Saved entries
<<<<
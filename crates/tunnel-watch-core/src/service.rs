use crate::classify::resolve;
use crate::client::{TflClient, TflError};
use crate::model::{RoadDisruption, TunnelStatus};
use std::future::Future;
use tracing::{debug, info};

pub const DEFAULT_TUNNEL_NAME: &str = "Rotherhithe Tunnel";

/// Anything that can produce the current disruption feed.
pub trait DisruptionSource: Send + Sync {
    fn fetch_road_disruptions(
        &self,
    ) -> impl Future<Output = Result<Vec<RoadDisruption>, TflError>> + Send;
}

impl DisruptionSource for TflClient {
    async fn fetch_road_disruptions(&self) -> Result<Vec<RoadDisruption>, TflError> {
        TflClient::fetch_road_disruptions(self).await
    }
}

/// Resolves a tunnel's state from the disruption feed.
///
/// Holds nothing mutable; each call fetches a fresh feed and builds a fresh
/// verdict. Fetch failures are returned as-is and never retried.
#[derive(Debug, Clone)]
pub struct TunnelStatusService<S = TflClient> {
    source: S,
}

impl<S: DisruptionSource> TunnelStatusService<S> {
    pub fn new(source: S) -> Self {
        Self { source }
    }

    pub async fn fetch_tunnel_status(
        &self,
        tunnel_name: &str,
    ) -> Result<TunnelStatus, TflError> {
        let disruptions = self.source.fetch_road_disruptions().await?;
        debug!(total = disruptions.len(), tunnel = tunnel_name, "scanning disruptions");

        let status = resolve(tunnel_name, &disruptions);
        info!(
            tunnel = %status.tunnel_name,
            state = %status.state,
            matched = status.disruption_ids.len(),
            "resolved tunnel status"
        );
        Ok(status)
    }
}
>>>>
## Your instructions
Every entry above should be retyped exactly as shown.

## Expected output
filename crates/tunnel-watch-core/src/service.rs
use crate::classify::resolve;
use crate::client::{TflClient, TflError};
use crate::model::{RoadDisruption, TunnelStatus};
use std::future::Future;
use tracing::{debug, info};

pub const DEFAULT_TUNNEL_NAME: &str = "Rotherhithe Tunnel";

/// Anything that can produce the current disruption feed.
pub trait DisruptionSource: Send + Sync {
    fn fetch_road_disruptions(
        &self,
    ) -> impl Future<Output = Result<Vec<RoadDisruption>, TflError>> + Send;
}

impl DisruptionSource for TflClient {
    async fn fetch_road_disruptions(&self) -> Result<Vec<RoadDisruption>, TflError> {
        TflClient::fetch_road_disruptions(self).await
    }
}

/// Resolves a tunnel's state from the disruption feed.
///
/// Holds nothing mutable; each call fetches a fresh feed and builds a fresh
/// verdict. Fetch failures are returned as-is and never retried.
#[derive(Debug, Clone)]
pub struct TunnelStatusService<S = TflClient> {
    source: S,
}

impl<S: DisruptionSource> TunnelStatusService<S> {
    pub fn new(source: S) -> Self {
        Self { source }
    }

    pub async fn fetch_tunnel_status(
        &self,
        tunnel_name: &str,
    ) -> Result<TunnelStatus, TflError> {
        let disruptions = self.source.fetch_road_disruptions().await?;
        debug!(total = disruptions.len(), tunnel = tunnel_name, "scanning disruptions");

        let status = resolve(tunnel_name, &disruptions);
        info!(
            tunnel = %status.tunnel_name,
            state = %status.state,
            matched = status.disruption_ids.len(),
            "resolved tunnel status"
        );
        Ok(status)
    }
}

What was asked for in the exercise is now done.